“You are What you Eat”

“You are what you eat.” What a strange phrase. Yet, most people know exactly what this means. Essentially, the point is that it is important to eat good and healthy food, so that we can be healthy ourselves. Healthy food is equated with a healthy body and perhaps even lifestyle in general. 

The phrase itself goes back to around the 1820s when French politician Jean Anthelme Brillat Savarin first phrased it as, “Tell me what you eat and I will tell you what you are.” In the 1860s, in Germany, Ludwig Andreas Feuerbach wrote, “Man is what he eats.” The phrase really started becoming a part of the American milieu in the 1920s. 

But as I was doing some reading this morning, I started to wonder if the idea, “we are what we eat” is actually much older. This morning I was reading a sermon by St Leo the Great. In this sermon he says:

For our participation in the body and blood of Christ has this effect: it makes us become what we receive; it enables us, with our whole being, in our spirit and our flesh, to bear him in whom and with whom we have died and been buried and risen again.

I’m not saying that Leo’s sermon was a direct influence on Brillat Savarin or Feuerbach, but perhaps the idea has been in our cultural and human understanding of the world much longer that the 19th century. Also, where our expression is meant to be figural language, when we as Christians speak about it in terms of the Eucharist, we mean it quite literally. It is our belief as Episcopalians that we, in a mystical way, are partaking of the actual body and blood of our savior Jesus Christ, and that this meal and sacrament are at the very heart of our worship.  

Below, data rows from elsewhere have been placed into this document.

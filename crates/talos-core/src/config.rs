//! Configuration snapshots for the validation and security modules.
//!
//! Configuration is loaded once at startup and treated as immutable for the
//! life of the process. Files may be TOML or JSON; the format is selected by
//! extension. The security module reads `openapi-security.{toml,json}` first
//! and falls back to `security.{toml,json}` in the same directory.
//!
//! Option names on disk are camelCase to match the documented external
//! interface (`enableVerifyJwt`, `skipBodyValidation`, ...).

use std::collections::BTreeMap;
use std::fs;
use std::path::Path;

use serde::{Deserialize, Serialize};
use thiserror::Error;

/// Errors raised while loading configuration files.
#[derive(Debug, Error)]
pub enum ConfigError {
    /// The file could not be read.
    #[error("failed to read config file {path}: {source}")]
    Io {
        /// The offending path.
        path: String,
        /// The underlying I/O error.
        #[source]
        source: std::io::Error,
    },

    /// The file contents could not be parsed.
    #[error("failed to parse config file {path}: {message}")]
    Parse {
        /// The offending path.
        path: String,
        /// Parser diagnostic.
        message: String,
    },

    /// The file extension is not `.toml` or `.json`.
    #[error("unsupported config format for {path}, expected .toml or .json")]
    UnsupportedFormat {
        /// The offending path.
        path: String,
    },

    /// None of the candidate files exist.
    #[error("no config file found, tried: {tried}")]
    NotFound {
        /// The candidate paths that were probed.
        tried: String,
    },
}

/// Configuration for the request/response validation module.
///
/// Maps to `validator.{toml,json}`:
///
/// ```toml
/// enabled = true
/// logError = true
/// skipBodyValidation = false
/// ```
#[derive(Debug, Clone, PartialEq, Eq, Serialize, Deserialize)]
#[serde(rename_all = "camelCase", deny_unknown_fields, default)]
pub struct ValidatorConfig {
    /// Whether the validation middleware runs at all. Defaults to `false`.
    pub enabled: bool,
    /// Emit every produced status to the logger at `error` level.
    pub log_error: bool,
    /// Skip body validation outright when no body attachment exists.
    pub skip_body_validation: bool,
}

impl Default for ValidatorConfig {
    fn default() -> Self {
        Self {
            enabled: false,
            log_error: false,
            skip_body_validation: false,
        }
    }
}

impl ValidatorConfig {
    /// Loads the validator configuration from a file.
    ///
    /// # Errors
    ///
    /// Returns [`ConfigError`] if the file is missing, unreadable or invalid.
    pub fn from_file<P: AsRef<Path>>(path: P) -> Result<Self, ConfigError> {
        load_file(path.as_ref())
    }
}

/// JWT verification settings nested under `[jwt]` in the security config.
#[derive(Debug, Clone, PartialEq, Eq, Serialize, Deserialize, Default)]
#[serde(rename_all = "camelCase", deny_unknown_fields, default)]
pub struct JwtConfig {
    /// Verification key sources keyed by `kid`. A value is either a path to
    /// a local PEM public key or an `http(s)` JWKS endpoint URL.
    pub certificate: BTreeMap<String, String>,
    /// Leeway in seconds applied to `exp` and `nbf` checks.
    pub clock_skew_in_seconds: u64,
    /// Expected `iss` claim, checked when present.
    pub issuer: Option<String>,
    /// Expected `aud` claim, checked when present.
    pub audience: Option<String>,
    /// Timeout for a JWKS endpoint fetch, in seconds. Defaults to 5.
    pub key_fetch_timeout_in_seconds: Option<u64>,
}

impl JwtConfig {
    /// Default JWKS fetch timeout when none is configured.
    pub const DEFAULT_KEY_FETCH_TIMEOUT_SECS: u64 = 5;

    /// The effective JWKS fetch timeout.
    #[must_use]
    pub fn key_fetch_timeout_secs(&self) -> u64 {
        self.key_fetch_timeout_in_seconds
            .unwrap_or(Self::DEFAULT_KEY_FETCH_TIMEOUT_SECS)
    }
}

/// Configuration for the security module.
///
/// Maps to `openapi-security.{toml,json}` with a fallback to
/// `security.{toml,json}`:
///
/// ```toml
/// enableVerifyJwt = true
/// enableVerifyScope = true
/// enableExtractScopeToken = true
///
/// [jwt]
/// clockSkewInSeconds = 60
/// [jwt.certificate]
/// "100" = "certs/primary.pem"
/// "101" = "https://issuer.example.com/.well-known/jwks.json"
/// ```
#[derive(Debug, Clone, PartialEq, Eq, Serialize, Deserialize, Default)]
#[serde(rename_all = "camelCase", deny_unknown_fields, default)]
pub struct SecurityConfig {
    /// Verify the bearer token on every request.
    pub enable_verify_jwt: bool,
    /// Check token scopes against the operation's security requirement.
    pub enable_verify_scope: bool,
    /// Look for a secondary `X-Scope-Token` header and verify it.
    pub enable_extract_scope_token: bool,
    /// Prefetch all JWKS key sources at startup instead of lazily.
    pub bootstrap_from_key_service: bool,
    /// JWT verification settings.
    pub jwt: JwtConfig,
}

impl SecurityConfig {
    /// File stems probed by [`SecurityConfig::load`], in priority order.
    pub const CONFIG_STEMS: [&'static str; 2] = ["openapi-security", "security"];

    /// Loads the security configuration from a file.
    ///
    /// # Errors
    ///
    /// Returns [`ConfigError`] if the file is missing, unreadable or invalid.
    pub fn from_file<P: AsRef<Path>>(path: P) -> Result<Self, ConfigError> {
        load_file(path.as_ref())
    }

    /// Loads the security configuration from a directory.
    ///
    /// Probes `openapi-security.toml`, `openapi-security.json`,
    /// `security.toml`, `security.json` in that order and loads the first
    /// that exists.
    ///
    /// # Errors
    ///
    /// Returns [`ConfigError::NotFound`] when no candidate exists, or a
    /// parse/IO error for the first candidate that does.
    pub fn load<P: AsRef<Path>>(dir: P) -> Result<Self, ConfigError> {
        let dir = dir.as_ref();
        let mut tried = Vec::new();
        for stem in Self::CONFIG_STEMS {
            for ext in ["toml", "json"] {
                let candidate = dir.join(format!("{stem}.{ext}"));
                if candidate.is_file() {
                    return load_file(&candidate);
                }
                tried.push(candidate.display().to_string());
            }
        }
        Err(ConfigError::NotFound {
            tried: tried.join(", "),
        })
    }
}

/// Loads and deserialises a TOML or JSON config file by extension.
fn load_file<T: serde::de::DeserializeOwned>(path: &Path) -> Result<T, ConfigError> {
    let text = fs::read_to_string(path).map_err(|source| ConfigError::Io {
        path: path.display().to_string(),
        source,
    })?;
    let parsed = match path.extension().and_then(|e| e.to_str()) {
        Some("toml") => toml::from_str(&text).map_err(|e| ConfigError::Parse {
            path: path.display().to_string(),
            message: e.to_string(),
        })?,
        Some("json") => serde_json::from_str(&text).map_err(|e| ConfigError::Parse {
            path: path.display().to_string(),
            message: e.to_string(),
        })?,
        _ => {
            return Err(ConfigError::UnsupportedFormat {
                path: path.display().to_string(),
            })
        }
    };
    tracing::debug!(path = %path.display(), "loaded configuration file");
    Ok(parsed)
}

What I am taking Leo to mean is that in receiving the Eucharist we are becoming more like Christ, the one who nourishes and sustains us. Further, when we feed on Christ, our capacity for more Jesus in our life expands and gets larger. ‘We are what we eat’ is a deeply theological statement. As we partake of the Eucharist on Sunday mornings with each other, we become what we are consuming, namely Jesus.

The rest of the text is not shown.